According to data from the National Restaurant Association cited in the report, staffing levels at full-service restaurants in February were 20 percent lower than the same time period one year ago. Chefs and owners mainly attribute the staffing decline to an influx of job availabilities without people to fill the positions, according to the report. But there are upsides to the staffing shortage: Some are predicting that the hiring issues will be a boon for restaurant workers, with establishments offering higher pay and more incentives to keep staffers with the company.
In other news
— Queens Together, a newly formed restaurant association, donated 200 meals prepared by 10 member restaurants — including La Adelita, Rice x Beans, Nneji, and Bareburger — to feed approximately 240 people displaced by an eight-alarm fire in Jackson Heights. The meal donation was made possible by contributions the organization had collected for its food relief initiatives throughout the pandemic. — Caroline Shin, contributor
— The NYC exodus to Miami continues.
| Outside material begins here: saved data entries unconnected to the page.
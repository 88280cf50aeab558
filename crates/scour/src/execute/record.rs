//! Execution records, step logs, and lightweight table summaries.

use std::sync::atomic::{AtomicU64, Ordering};

use chrono::{DateTime, Utc};
use indexmap::IndexMap;
use serde::{Deserialize, Serialize};

use crate::profile::DtypeCategory;
use crate::table::{Table, Value};

/// Status of a whole run.
#[derive(Debug, Clone, Copy, PartialEq, Eq, Hash, Serialize, Deserialize)]
#[serde(rename_all = "lowercase")]
pub enum RunStatus {
    /// The run is in progress.
    Running,
    /// Every step succeeded.
    Completed,
    /// A step failed; later steps were not attempted.
    Failed,
}

impl RunStatus {
    /// Get a human-readable label.
    pub fn label(&self) -> &'static str {
        match self {
            RunStatus::Running => "Running",
            RunStatus::Completed => "Completed",
            RunStatus::Failed => "Failed",
        }
    }

    /// Check whether the run has finished.
    pub fn is_terminal(&self) -> bool {
        !matches!(self, RunStatus::Running)
    }
}

/// Status of a single step.
#[derive(Debug, Clone, Copy, PartialEq, Eq, Hash, Serialize, Deserialize)]
#[serde(rename_all = "lowercase")]
pub enum StepStatus {
    Success,
    Failed,
}

/// Log entry for one executed step.
#[derive(Debug, Clone, PartialEq, Serialize, Deserialize)]
pub struct StepLog {
    /// The step's `order` value.
    pub order: u32,
    /// The step's name.
    pub name: String,
    pub status: StepStatus,
    /// Wall-clock seconds spent evaluating the step.
    pub execution_time: f64,
    /// Present iff the step failed.
    #[serde(skip_serializing_if = "Option::is_none")]
    pub error_message: Option<String>,
}

impl StepLog {
    /// Log for a step that completed normally.
    pub fn success(order: u32, name: impl Into<String>, execution_time: f64) -> Self {
        Self {
            order,
            name: name.into(),
            status: StepStatus::Success,
            execution_time,
            error_message: None,
        }
    }

    /// Log for a step that raised a fault.
    pub fn failed(
        order: u32,
        name: impl Into<String>,
        execution_time: f64,
        error: impl Into<String>,
    ) -> Self {
        Self {
            order,
            name: name.into(),
            status: StepStatus::Failed,
            execution_time,
            error_message: Some(error.into()),
        }
    }
}

/// Lightweight per-column information in a table summary.
#[derive(Debug, Clone, PartialEq, Serialize, Deserialize)]
pub struct ColumnInfo {
    pub dtype_category: DtypeCategory,
    pub missing: usize,
    pub unique: usize,
    #[serde(skip_serializing_if = "Option::is_none")]
    pub mean: Option<f64>,
    #[serde(skip_serializing_if = "Option::is_none")]
    pub std: Option<f64>,
    #[serde(skip_serializing_if = "Option::is_none")]
    pub min: Option<f64>,
    #[serde(skip_serializing_if = "Option::is_none")]
    pub max: Option<f64>,
}

/// Lightweight table summary captured before and after a run.
#[derive(Debug, Clone, PartialEq, Serialize, Deserialize)]
pub struct TableSummary {
    pub rows: usize,
    pub columns: usize,
    pub missing_values: usize,
    /// Per-column info in table column order.
    pub column_info: IndexMap<String, ColumnInfo>,
}

impl TableSummary {
    /// Summarize a table: shape, missingness, and per-column basics with
    /// mean/std/min/max for numeric columns.
    pub fn of(table: &Table) -> Self {
        let mut column_info = IndexMap::with_capacity(table.column_count());
        let mut missing_values = 0;

        for (name, values) in table.columns() {
            let missing = values.iter().filter(|v| v.is_missing()).count();
            missing_values += missing;

            let mut seen: Vec<String> = Vec::new();
            for value in values.iter().filter(|v| !v.is_missing()) {
                let key = value.to_string();
                if !seen.contains(&key) {
                    seen.push(key);
                }
            }

            let dtype_category = crate::profile::dtype_of(values);
            let mut info = ColumnInfo {
                dtype_category,
                missing,
                unique: seen.len(),
                mean: None,
                std: None,
                min: None,
                max: None,
            };

            if dtype_category == DtypeCategory::Numeric {
                let numbers: Vec<f64> = values.iter().filter_map(Value::as_number).collect();
                if !numbers.is_empty() {
                    let mean = numbers.iter().sum::<f64>() / numbers.len() as f64;
                    let std = if numbers.len() < 2 {
                        0.0
                    } else {
                        let sum_sq: f64 =
                            numbers.iter().map(|v| (v - mean) * (v - mean)).sum();
                        (sum_sq / (numbers.len() - 1) as f64).sqrt()
                    };
                    info.mean = Some(mean);
                    info.std = Some(std);
                    info.min = numbers.iter().copied().reduce(f64::min);
                    info.max = numbers.iter().copied().reduce(f64::max);
                }
            }

            column_info.insert(name.to_string(), info);
        }

        Self {
            rows: table.row_count(),
            columns: table.column_count(),
            missing_values,
            column_info,
        }
    }
}

/// Full audit record of one plan run.
///
/// Created with status `running`, mutated as steps complete, and finalized
/// when the step loop ends, whether by exhaustion or early termination.
#[derive(Debug, Clone, PartialEq, Serialize, Deserialize)]
pub struct ExecutionRecord {
    /// Unique identifier for this run.
    pub id: String,
    pub status: RunStatus,
    /// Summary of the input table before any step.
    #[serde(skip_serializing_if = "Option::is_none")]
    pub before_summary: Option<TableSummary>,
    /// Summary of the table as of loop termination; reflects partial
    /// progress when a step failed.
    #[serde(skip_serializing_if = "Option::is_none")]
    pub after_summary: Option<TableSummary>,
    /// One log per attempted step, in execution order.
    pub step_logs: Vec<StepLog>,
    /// Total wall-clock seconds for the run.
    #[serde(skip_serializing_if = "Option::is_none")]
    pub execution_time: Option<f64>,
    /// Mirrors the failing step's message.
    #[serde(skip_serializing_if = "Option::is_none")]
    pub error_message: Option<String>,
    pub created_at: DateTime<Utc>,
    #[serde(skip_serializing_if = "Option::is_none")]
    pub completed_at: Option<DateTime<Utc>>,
}

impl ExecutionRecord {
    /// Create a record for a run that is starting now.
    pub fn start() -> Self {
        Self {
            id: generate_run_id(),
            status: RunStatus::Running,
            before_summary: None,
            after_summary: None,
            step_logs: Vec::new(),
            execution_time: None,
            error_message: None,
            created_at: Utc::now(),
            completed_at: None,
        }
    }

    /// Finalize the record with a terminal status and the total time.
    pub fn finalize(&mut self, status: RunStatus, execution_time: f64) {
        self.status = status;
        self.execution_time = Some(execution_time);
        self.completed_at = Some(Utc::now());
    }
}

/// Generate a run ID: a millisecond timestamp for uniqueness across
/// processes writing to the same directory, plus a process-local counter
/// to separate runs started within the same millisecond.
fn generate_run_id() -> String {
    static COUNTER: AtomicU64 = AtomicU64::new(1);
    format!(
        "run_{}_{:03}",
        Utc::now().timestamp_millis(),
        COUNTER.fetch_add(1, Ordering::SeqCst)
    )
}

#[cfg(test)]
mod tests {
    use super::*;
    use crate::table::sample_table;

    #[test]
    fn test_record_starts_running() {
        let record = ExecutionRecord::start();
        assert!(record.id.starts_with("run_"));
        assert_eq!(record.status, RunStatus::Running);
        assert!(!record.status.is_terminal());
        assert!(record.step_logs.is_empty());
        assert!(record.completed_at.is_none());
    }

    #[test]
    fn test_run_ids_do_not_collide() {
        let first = ExecutionRecord::start();
        let second = ExecutionRecord::start();
        assert_ne!(first.id, second.id);
    }

    #[test]
    fn test_finalize_sets_terminal_fields() {
        let mut record = ExecutionRecord::start();
        record.finalize(RunStatus::Completed, 0.25);
        assert_eq!(record.status, RunStatus::Completed);
        assert!(record.status.is_terminal());
        assert_eq!(record.execution_time, Some(0.25));
        assert!(record.completed_at.is_some());
    }

    #[test]
    fn test_summary_counts_match_table() {
        let table = sample_table();
        let summary = TableSummary::of(&table);
        assert_eq!(summary.rows, table.row_count());
        assert_eq!(summary.columns, table.column_count());
        assert_eq!(summary.missing_values, table.missing_count());
    }

    #[test]
    fn test_summary_numeric_columns_carry_stats() {
        let table = sample_table();
        let summary = TableSummary::of(&table);
        let age = &summary.column_info["age"];
        assert_eq!(age.dtype_category, DtypeCategory::Numeric);
        assert!(age.mean.is_some());
        assert!(age.std.is_some());
        let category = &summary.column_info["category"];
        assert_eq!(category.dtype_category, DtypeCategory::Categorical);
        assert!(category.mean.is_none());
    }

    #[test]
    fn test_step_log_error_presence() {
        let ok = StepLog::success(1, "fill", 0.01);
        assert!(ok.error_message.is_none());
        let bad = StepLog::failed(2, "drop", 0.02, "Column 'x' not found");
        assert_eq!(bad.status, StepStatus::Failed);
        assert!(bad.error_message.is_some());
    }
}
Taqueria chain Tacombi has signed leases for two new locations in South Florida to open later this year, Commercial Observer reports.
— Comedian and Five Leaves restaurant staffer Rachel Williams has launched an outdoor stand-up comedy series for patrons at Greenpoint Beer and Ale Company.
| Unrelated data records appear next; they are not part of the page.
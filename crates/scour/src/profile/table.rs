//! Table-level profiling.

use indexmap::IndexMap;
use serde::{Deserialize, Serialize};

use crate::table::Table;

use super::column::{ColumnProfile, ColumnProfiler, DtypeCategory};

/// Profile of an entire table.
#[derive(Debug, Clone, PartialEq, Serialize, Deserialize)]
pub struct TableProfile {
    pub rows: usize,
    pub columns: usize,
    /// Total missing cells across all columns.
    pub missing_values: usize,
    /// `missing_values / (rows * columns)` (0 for a degenerate table).
    pub missing_rate: f64,
    /// Column-name partitions in table column order. Boolean columns are
    /// folded into `categorical_columns` while each still reports its own
    /// `dtype_category`.
    pub numeric_columns: Vec<String>,
    pub categorical_columns: Vec<String>,
    pub datetime_columns: Vec<String>,
    /// Per-column profiles in table column order.
    pub column_profiles: IndexMap<String, ColumnProfile>,
}

/// Aggregates column profiles across a table.
#[derive(Debug, Clone, Default)]
pub struct TableProfiler {
    column: ColumnProfiler,
}

impl TableProfiler {
    /// Create a table profiler with default column settings.
    pub fn new() -> Self {
        Self {
            column: ColumnProfiler::new(),
        }
    }

    /// Create a table profiler with a custom column profiler.
    pub fn with_column_profiler(column: ColumnProfiler) -> Self {
        Self { column }
    }

    /// Profile a table. A zero-row or zero-column table produces a
    /// well-defined degenerate profile, not an error.
    pub fn profile(&self, table: &Table) -> TableProfile {
        let rows = table.row_count();
        let columns = table.column_count();

        let mut numeric_columns = Vec::new();
        let mut categorical_columns = Vec::new();
        let mut datetime_columns = Vec::new();
        let mut column_profiles = IndexMap::with_capacity(columns);
        let mut missing_values = 0;

        for (name, values) in table.columns() {
            let profile = self.column.profile(values);
            missing_values += profile.missing;
            match profile.dtype_category {
                DtypeCategory::Numeric => numeric_columns.push(name.to_string()),
                DtypeCategory::Datetime => datetime_columns.push(name.to_string()),
                DtypeCategory::Categorical | DtypeCategory::Boolean => {
                    categorical_columns.push(name.to_string())
                }
            }
            column_profiles.insert(name.to_string(), profile);
        }

        let cells = rows * columns;
        let missing_rate = if cells == 0 {
            0.0
        } else {
            missing_values as f64 / cells as f64
        };

        TableProfile {
            rows,
            columns,
            missing_values,
            missing_rate,
            numeric_columns,
            categorical_columns,
            datetime_columns,
            column_profiles,
        }
    }
}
— The New York Pizza Festival on Arthur Avenue in the Bronx is going virtual this year, streaming free pizza content on Facebook and YouTube from Saturday, April 24 through Sunday, April 25.
— West Village hot spot Nami Nori is adding weekend brunch to the menu starting this Saturday, according to a spokesperson. Brunch items include mochi madeleines with coconut and pandan; mango mimosas; and brunch temaki sets including an everything smoked salmon, tomato, and onion cream option.